Canberra

Wat moet je met een hoofdstad die uit de grond is gestampt omdat twee andere steden te jaloers op elkaar waren (en nog steeds zijn) om de ander de eer te gunnen?

Toen Australië in 1901 een onafhankelijke federatie werd (de Commonwealth of Australia), mocht Melbourne zich tot 1908 hoofdstad noemen. Maar dat ging niet van harte. Sydney bleef problemen opleveren, dus nam het Parlement de beslissing een nieuwe hoofdstad te bouwen, tussen Melbourne en Sydney in. Dit werd Canberra, naar het aborigine-woord Kamberra, ‘ontmoetingsplaats’. De bouw begon in 1911, werd tijdens de Eerste Wereldoorlog onderbroken en pas na de Tweede Wereldoorlog kwam er vaart in. Nu noemen de folders Canberra ‘een van de grote hoofdsteden ter wereld’ en wonen er driehonderdduizend mensen.

De vergelijking met Brasilia dringt zich op.

Daar waren de bouwers Oscar Niemeyer en Lucia Costa, in Canberra waren het Walter Burley Griffin en zijn vrouw Marion Mahoney Griffin. De vergelijking is niet terecht, immers Brasilia werd gebouwd om het land open te gooien: er werd bepaald dat op de vlakte van Goias, exact in het midden van het reusachtige land een stad moest komen. Canberra werd niet gebouwd om Australië open te gooien. Als we dan zo nodig willen vergelijken dan is het goed ons te realiseren dat beide steden ontworpen zijn vanuit een gedachte.
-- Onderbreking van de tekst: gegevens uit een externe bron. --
impl SyncEngine {
  /// Assemble an engine from its parts. Queue items a crashed process left
  /// in flight are put back in line.
  pub fn new<S>(
    storage: Arc<S>,
    remote: Arc<dyn RemoteSource>,
    schemas: Schemas,
    clock: Arc<dyn Clock>,
    cache_config: &CacheConfig,
    sync_config: &SyncConfig,
  ) -> SyncResult<Self>
  where
    S: Storage + 'static,
  {
    let schemas = Arc::new(schemas);
    let tracker = Arc::new(BypassTracker::new(clock.clone()));

    let queue = Arc::new(
      SyncQueue::new(storage.clone(), clock.clone())
        .with_policy(sync_config.retry_policy())
        .with_concurrency(sync_config.concurrency())
        .with_attempt_timeout(sync_config.attempt_timeout()),
    );
    queue.recover_in_flight()?;

    let cache = CacheLayer::new(
      storage.clone(),
      remote.clone(),
      tracker.clone(),
      clock.clone(),
      schemas.clone(),
      cache_config.query_options(),
    );
    let mutations = MutationCoordinator::new(
      storage.clone(),
      cache.clone(),
      queue.clone(),
      tracker,
      schemas.clone(),
      clock.clone(),
    )
    .with_bypass_window(cache_config.bypass_window());

    Ok(Self {
      storage,
      remote,
      schemas,
      cache,
      mutations,
      queue,
      clock,
      poll_interval: sync_config.poll_interval(),
    })
  }

  /// Open the configured SQLite file and HTTP remote.
  pub fn from_config(config: &Config, api_key: Option<&str>) -> SyncResult<Self> {
    let storage = match &config.database_path {
      Some(path) => SqliteStorage::open(path)?,
      None => SqliteStorage::open_default()?,
    };

    let schemas = Schemas::new(config.tables.iter().cloned());
    let mut remote = HttpRemote::new(
      &config.remote.url,
      api_key,
      Arc::new(schemas.clone()),
      config.request_timeout(),
    )?;
    if let Some(schema) = &config.remote.schema {
      remote = remote.with_schema(schema.as_str());
    }

    Self::new(
      Arc::new(storage),
      Arc::new(remote),
      schemas,
      Arc::new(SystemClock),
      &config.cache,
      &config.sync,
    )
  }

  pub fn cache(&self) -> &CacheLayer {
    &self.cache
  }

  pub fn queue(&self) -> &SyncQueue {
    &self.queue
  }

  pub fn schemas(&self) -> &Schemas {
    &self.schemas
  }

  pub fn subscribe<T, F, Fut>(&self, def: QueryDef, query_fn: F, options: QueryOptions) -> SyncResult<Subscription<T>>
  where
    T: DeserializeOwned + Send + 'static,
    F: Fn(Arc<dyn RemoteSource>) -> Fut + Send + Sync + 'static,
    Fut: Future<Output = Result<Vec<Value>, RemoteError>> + Send + 'static,
  {
    self.cache.subscribe(def, query_fn, options)
  }

  pub fn subscribe_table<T>(&self, def: QueryDef) -> SyncResult<Subscription<T>>
  where
    T: DeserializeOwned + Send + 'static,
  {
    self.cache.subscribe_table(def)
  }

  pub async fn refresh(&self, key: &str) -> SyncResult<Revalidation> {
    self.cache.refresh(key).await
  }

  pub fn mutate(&self, table: &str, operation: Operation, payload: Value) -> Result<Value, MutationError> {
    self.mutations.mutate(table, operation, payload)
  }

  pub fn create<T: Serialize>(&self, table: &str, record: &T) -> Result<Value, MutationError> {
    self.mutations.create(table, record)
  }

  pub fn update<T: Serialize>(&self, table: &str, patch: &T) -> Result<Value, MutationError> {
    self.mutations.update(table, patch)
  }

  pub fn delete(&self, table: &str, id: &str) -> Result<Value, MutationError> {
    self.mutations.delete(table, id)
  }

  /// Writes for `table` not yet confirmed by the remote, failed ones included.
  pub fn pending_count(&self, table: &str) -> SyncResult<usize> {
    Ok(self.queue.pending_count(Some(table))?)
  }

  pub fn last_error(&self, table: &str) -> SyncResult<Option<String>> {
    Ok(self.queue.last_error(table)?)
  }

  pub fn failed_items(&self, table: Option<&str>) -> SyncResult<Vec<SyncQueueItem>> {
    Ok(self.queue.failed_items(table)?)
  }

  pub fn retry(&self, sequence_id: u64) -> SyncResult<SyncQueueItem> {
    self.queue.retry(sequence_id)
  }

  /// Drop a failed write and let the remote's version of the record back in.
  pub fn discard(&self, sequence_id: u64) -> SyncResult<SyncQueueItem> {
    let item = self.queue.discard(sequence_id)?;
    self.cache.invalidate_table(&item.table);
    Ok(item)
  }

  /// Drop every cached record and revalidation timestamp. Queued writes are
  /// kept.
  pub fn clear_cache(&self) -> SyncResult<()> {
    self.cache.clear()
  }

  /// Run one drain pass and fold committed records back into the Local Store.
  pub async fn drain_once(&self) -> SyncResult<DrainReport> {
    let report = self.queue.drain(self.remote.as_ref()).await?;

    let mut touched = BTreeSet::new();
    for committed in &report.committed {
      let item = &committed.item;
      touched.insert(item.table.clone());

      if item.operation == Operation::Delete {
        self.cache.note_remote_delete(&item.table, &item.record_id);
        continue;
      }
      if self.queue.has_later_items(item)? {
        continue;
      }

      // Restamp the row so reads that started before the commit leave it be
      let now = self.clock.now();
      let written = match &committed.record {
        Some(record) => Some(CachedRecord {
          id: self
            .schemas
            .id_of(&item.table, record)
            .unwrap_or_else(|| item.record_id.clone()),
          table: item.table.clone(),
          payload: record.clone(),
          fetched_at: now,
        }),
        None => self.storage.get(&item.table, &item.record_id)?.map(|cached| CachedRecord {
          fetched_at: now,
          ..cached
        }),
      };
      if let Some(record) = written {
        self.storage.put(&record)?;
      }
    }
    for table in touched.iter().chain(report.failed.iter().map(|i| &i.table)) {
      self.cache.notify_table(table);
    }

    if !report.is_idle() {
      info!(
        committed = report.committed.len(),
        retried = report.retried.len(),
        failed = report.failed.len(),
        remaining = report.remaining,
        "sync pass finished"
      );
    }
    Ok(report)
  }

  /// Spawn the background drain loop. It wakes on every enqueue, when the
  /// next backed-off item is due, and at least every poll interval.
  pub fn start(self: &Arc<Self>) -> SyncHandle {
    let (shutdown, mut stop) = watch::channel(false);
    let engine = self.clone();

    let task = tokio::spawn(async move {
      info!(poll_ms = engine.poll_interval.as_millis() as u64, "sync loop started");
      loop {
        if let Err(e) = engine.drain_once().await {
          warn!(error = %e, "sync pass failed");
        }

        let idle = match engine.queue.next_due_in() {
          Ok(Some(due)) => due.clamp(MIN_IDLE, engine.poll_interval.max(MIN_IDLE)),
          Ok(None) => engine.poll_interval,
          Err(e) => {
            warn!(error = %e, "could not read sync queue");
            engine.poll_interval
          }
        };
        debug!(idle_ms = idle.as_millis() as u64, "sync loop idle");

        tokio::select! {
          _ = engine.queue.woken() => {}
          _ = tokio::time::sleep(idle) => {}
          _ = stop.changed() => break,
        }
      }
      info!("sync loop stopped");
    });

    SyncHandle { shutdown, task }
  }
}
Visionaire mensen bedachten een stad die niet alleen leefbaar moest zijn, maar die ook nog eens de trotse hoofdstad van een natie moest worden. Hun taak was zwaar: zij dienden het verleden te bestuderen, hun inspiratie daardoor niet te laten beïnvloeden, en toch met de kennis van het verleden een stad voor de toekomst te ontwerpen.

Sydney-Canberra is ons eerste traject op deze grote reis en we doen net of we absoluut niet zenuwachtig zijn. ‘Goed vijfhonderd kilometer over een vierbaansweg, dat kan nog geen moeilijkheden opleveren,’ zeggen we tegen elkaar, maar het blijft toch wennen, het begin van een reis een land in.
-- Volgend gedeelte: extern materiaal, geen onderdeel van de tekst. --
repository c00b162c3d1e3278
pub mod logging;
pub mod request_id;

pub use logging::*;
pub use request_id::*;
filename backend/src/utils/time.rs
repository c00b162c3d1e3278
use chrono::{DateTime, Duration, LocalResult, NaiveDateTime, Offset, TimeZone, Utc};
use chrono_tz::Tz;

use crate::error::TemporalError;

/// Source of the current instant.
///
/// Handlers never call `Utc::now()` directly so that every field of a response
/// can be derived from a single reading, and so tests can freeze time.
#[cfg_attr(test, mockall::automock)]
pub trait Clock: Send + Sync {
    fn now(&self) -> anyhow::Result<DateTime<Utc>>;
}

/// Wall clock of the host.
#[derive(Debug, Clone, Copy, Default)]
pub struct SystemClock;

impl Clock for SystemClock {
    fn now(&self) -> anyhow::Result<DateTime<Utc>> {
        Ok(Utc::now())
    }
}

/// Clock frozen at a given instant.
#[derive(Debug, Clone, Copy)]
pub struct FixedClock {
    instant: DateTime<Utc>,
}

impl FixedClock {
    pub fn new(instant: DateTime<Utc>) -> Self {
        Self { instant }
    }

    /// Freezes the clock at a wall-clock reading in `tz`.
    pub fn at_local(tz: &Tz, local: NaiveDateTime) -> Result<Self, TemporalError> {
        let instant = localize(tz, local)?.with_timezone(&Utc);
        Ok(Self { instant })
    }
}

impl Clock for FixedClock {
    fn now(&self) -> anyhow::Result<DateTime<Utc>> {
        Ok(self.instant)
    }
}

/// Reads `clock` once and expresses the instant in the configured timezone.
pub fn now_in_timezone(clock: &dyn Clock, tz: &Tz) -> anyhow::Result<DateTime<Tz>> {
    Ok(clock.now()?.with_timezone(tz))
}

/// Attaches `tz` to a wall-clock reading.
///
/// A reading repeated by a DST fall-back resolves to its standard-time
/// occurrence. A reading skipped by a spring-forward gap is read with the
/// offset in force just before the gap, so 02:30 in a 02:00 -> 03:00 gap
/// becomes 03:30 on the new offset.
pub fn localize(tz: &Tz, local: NaiveDateTime) -> Result<DateTime<Tz>, TemporalError> {
    match tz.from_local_datetime(&local) {
        LocalResult::Single(dt) => Ok(dt),
        LocalResult::Ambiguous(_, standard) => Ok(standard),
        LocalResult::None => {
            // A day earlier is clear of any gap, however wide.
            let before_gap = local
                .checked_sub_signed(Duration::days(1))
                .ok_or(TemporalError::UnrepresentableLocalTime(local))?;
            let offset_secs = tz
                .offset_from_utc_datetime(&before_gap)
                .fix()
                .local_minus_utc();
            let utc = local
                .checked_sub_signed(Duration::seconds(i64::from(offset_secs)))
                .ok_or(TemporalError::UnrepresentableLocalTime(local))?;
            Ok(tz.from_utc_datetime(&utc))
        }
    }
}
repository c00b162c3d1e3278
use axum::{
    http::Method,
    middleware as axum_middleware,
    routing::{get, post},
    Router,
};
use std::time::Duration;
use tower::ServiceBuilder;
use tower_http::{
    cors::{Any, CorsLayer},
    trace::TraceLayer,
};
use utoipa::OpenApi;
use utoipa_swagger_ui::SwaggerUi;

use crate::{docs::ApiDoc, handlers, middleware, state::AppState};

/// Builds the full application: webhook and system routes, API docs, and the
/// shared CORS/trace/request-id layers.
pub fn build_router(state: AppState) -> Router {
    let webhook_routes = Router::new()
        .route(
            "/webhook/datetime/current",
            get(handlers::current_datetime).post(handlers::current_datetime),
        )
        .route(
            "/webhook/datetime/business-info",
            get(handlers::business_info).post(handlers::business_info),
        )
        .route("/webhook/datetime/relative", post(handlers::relative_time));

    let system_routes = Router::new()
        .route("/", get(handlers::home))
        .route("/health", get(handlers::health))
        .route("/test", get(handlers::smoke_test));

    Router::new()
        .merge(webhook_routes)
        .merge(system_routes)
        .with_state(state)
        .merge(SwaggerUi::new("/api/docs").url("/api-doc/openapi.json", ApiDoc::openapi()))
        .layer(axum_middleware::from_fn(middleware::log_error_responses))
        .layer(
            ServiceBuilder::new()
                .layer(axum_middleware::from_fn(middleware::request_id))
                .layer(TraceLayer::new_for_http())
                .layer(
                    CorsLayer::new()
                        .allow_origin(Any)
                        .allow_methods([Method::GET, Method::POST, Method::OPTIONS])
                        .allow_headers(Any)
                        .max_age(Duration::from_secs(24 * 60 * 60)),
                ),
        )
}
Met regen weg uit Sydney. Vijfenveertig minuten voor we uit de stad zijn, en dat terwijl we, de files indachtig, toch echt om zes uur zijn opgestaan en voor zeven uur rijden. Gespannen, dat alleen door reizigers te begrijpen gevoel van ‘nu gaat het gebeuren, nu zijn we echt op reis, vanaf nu ligt de wereld voor ons open’, maar nog wel een beetje bang voor die wereld. In het geval van Australië inderdaad de wereld, want al na een half uur verzuchten we ‘wat is het onmetelijk groot’.
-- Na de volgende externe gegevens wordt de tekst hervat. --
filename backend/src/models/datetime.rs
use serde::{Deserialize, Serialize};
use std::fmt;
use utoipa::ToSchema;
use validator::Validate;

/// Coarse bucket of the day used in spoken phrases.
#[derive(Debug, Clone, Copy, PartialEq, Eq, Hash, Serialize, Deserialize, ToSchema)]
pub enum DayPeriod {
    #[serde(rename = "madrugada")]
    Madrugada,
    #[serde(rename = "manhã")]
    Manha,
    #[serde(rename = "tarde")]
    Tarde,
    #[serde(rename = "noite")]
    Noite,
}

impl DayPeriod {
    pub fn as_str(&self) -> &'static str {
        match self {
            DayPeriod::Madrugada => "madrugada",
            DayPeriod::Manha => "manhã",
            DayPeriod::Tarde => "tarde",
            DayPeriod::Noite => "noite",
        }
    }
}

impl fmt::Display for DayPeriod {
    fn fmt(&self, f: &mut fmt::Formatter<'_>) -> fmt::Result {
        f.write_str(self.as_str())
    }
}

/// Human reference to a calendar date relative to today.
#[derive(Debug, Clone, PartialEq, Eq)]
pub enum NaturalDateLabel {
    Today,
    Tomorrow,
    Yesterday,
    Dated {
        weekday: &'static str,
        day: u32,
        month: &'static str,
    },
}

impl fmt::Display for NaturalDateLabel {
    fn fmt(&self, f: &mut fmt::Formatter<'_>) -> fmt::Result {
        match self {
            NaturalDateLabel::Today => f.write_str("hoje"),
            NaturalDateLabel::Tomorrow => f.write_str("amanhã"),
            NaturalDateLabel::Yesterday => f.write_str("ontem"),
            NaturalDateLabel::Dated {
                weekday,
                day,
                month,
            } => write!(f, "{}, {} de {}", weekday, day, month),
        }
    }
}

/// Full description of the current moment (`datetime_info`).
#[derive(Debug, Clone, PartialEq, Eq, Serialize, ToSchema)]
pub struct DateTimeInfo {
    #[schema(example = "tarde de hoje, 14:30")]
    pub formatted: String,
    #[schema(example = "14:30")]
    pub time_24h: String,
    #[schema(example = "15/01/2025")]
    pub date_br: String,
    #[schema(example = "quarta-feira")]
    pub weekday_name: String,
    #[schema(example = "janeiro")]
    pub month_name: String,
    pub day_period: DayPeriod,
    #[schema(example = "hoje")]
    pub date_natural: String,
    pub is_weekend: bool,
    pub is_business_hours: bool,
    pub year: i32,
    pub month: u32,
    pub day: u32,
    pub hour: u32,
    pub minute: u32,
}

/// Weekend and business-hours view of the current moment.
#[derive(Debug, Clone, PartialEq, Eq, Serialize, ToSchema)]
pub struct BusinessContext {
    pub is_business_hours: bool,
    pub is_weekend: bool,
    pub day_period: DayPeriod,
    pub weekday_name: String,
}

/// Business context together with its spoken message and the reading time.
#[derive(Debug, Clone, PartialEq, Eq)]
pub struct BusinessReport {
    pub message: String,
    pub context: BusinessContext,
    pub current_time: String,
}

/// Signed distance between now and a target instant.
#[derive(Debug, Clone, Copy, PartialEq, Eq)]
pub struct RelativeDuration {
    pub is_future: bool,
    pub days: u64,
    pub hours: u64,
    pub minutes: u64,
}

#[derive(Debug, Clone, PartialEq, Eq, Serialize, ToSchema)]
pub struct RelativeInfo {
    #[schema(example = "2 dias e 3 horas")]
    pub description: String,
    #[schema(example = "em 2 dias e 3 horas")]
    pub relative_description: String,
    pub is_future: bool,
    pub difference_days: u64,
    pub difference_hours: u64,
    pub difference_minutes: u64,
}

#[derive(Debug, Clone, Default, Deserialize, ToSchema, Validate)]
pub struct RelativeTimePayload {
    #[schema(example = "2025-01-01")]
    #[validate(length(max = 10))]
    pub target_date: Option<String>,
    #[schema(example = "14:30")]
    #[validate(length(max = 5))]
    pub target_time: Option<String>,
}

impl RelativeTimePayload {
    /// Strips surrounding whitespace so length bounds apply to the value itself.
    pub fn trimmed(self) -> Self {
        let trim = |value: Option<String>| value.map(|v| v.trim().to_string());
        Self {
            target_date: trim(self.target_date),
            target_time: trim(self.target_time),
        }
    }
}

#[derive(Debug, Serialize, ToSchema)]
pub struct CurrentDateTimeResponse {
    pub success: bool,
    #[schema(example = "Agora são tarde de hoje, 14:30")]
    pub message: String,
    pub datetime_info: DateTimeInfo,
}

#[derive(Debug, Serialize, ToSchema)]
pub struct BusinessInfoResponse {
    pub success: bool,
    pub message: String,
    pub business_context: BusinessContext,
    #[schema(example = "14:30")]
    pub current_time: String,
}

#[derive(Debug, Serialize, ToSchema)]
pub struct RelativeTimeResponse {
    pub success: bool,
    #[schema(example = "A data/hora alvo é em 2 dias e 3 horas")]
    pub message: String,
    pub relative_info: RelativeInfo,
}

#[cfg(test)]
mod tests {
    use super::*;

    #[test]
    fn day_period_serializes_with_accents() {
        assert_eq!(
            serde_json::to_value(DayPeriod::Manha).unwrap(),
            serde_json::json!("manhã")
        );
        assert_eq!(
            serde_json::to_value(DayPeriod::Madrugada).unwrap(),
            serde_json::json!("madrugada")
        );
    }

    #[test]
    fn natural_date_label_renders_dated_form() {
        let label = NaturalDateLabel::Dated {
            weekday: "sábado",
            day: 4,
            month: "janeiro",
        };
        assert_eq!(label.to_string(), "sábado, 4 de janeiro");
        assert_eq!(NaturalDateLabel::Tomorrow.to_string(), "amanhã");
    }

    #[test]
    fn relative_payload_accepts_missing_fields() {
        let payload: RelativeTimePayload = serde_json::from_str("{}").unwrap();
        assert!(payload.target_date.is_none());
        assert!(payload.validate().is_ok());
    }

    #[test]
    fn relative_payload_rejects_oversized_time() {
        let payload = RelativeTimePayload {
            target_date: Some("2025-01-01".to_string()),
            target_time: Some("12:00:00".to_string()),
        };
        assert!(payload.validate().is_err());
    }

    #[test]
    fn relative_payload_bounds_apply_after_trimming() {
        let payload = RelativeTimePayload {
            target_date: Some("2025-01-01 ".to_string()),
            target_time: Some(" 10:00".to_string()),
        };
        assert!(payload.validate().is_err());

        let payload = payload.trimmed();
        assert_eq!(payload.target_date.as_deref(), Some("2025-01-01"));
        assert_eq!(payload.target_time.as_deref(), Some("10:00"));
        assert!(payload.validate().is_ok());
    }
}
De natuur lijkt eentonig, maar omdat we hier nog nooit geweest zijn en thuis waren gebleven als we al na een half uur hadden vastgesteld dat we het eentonig zouden vinden, kijken we met ogen die alles willen zien en bereid zijn alles een kans te geven. Australiërs, die de weg kennen, en in slaap zouden kunnen sukkelen, worden middels grote borden wakker gehouden. ‘Rest-revive-survive’ staat er op die borden. Vrachtwagenchauffeurs hebben eigen rustplaatsen waar ze hun kolossale wagens neer kunnen zetten, al of niet in de schaduw, en waar ze zich kunnen voorbereiden op de volgende honderden kilometers. Voor personenauto’s zijn er zoveel rustplaatsen, dat een gewaarschuwd mens hier achterlijk moet zijn als hij toch tijdens het rijden een uiltje knapt.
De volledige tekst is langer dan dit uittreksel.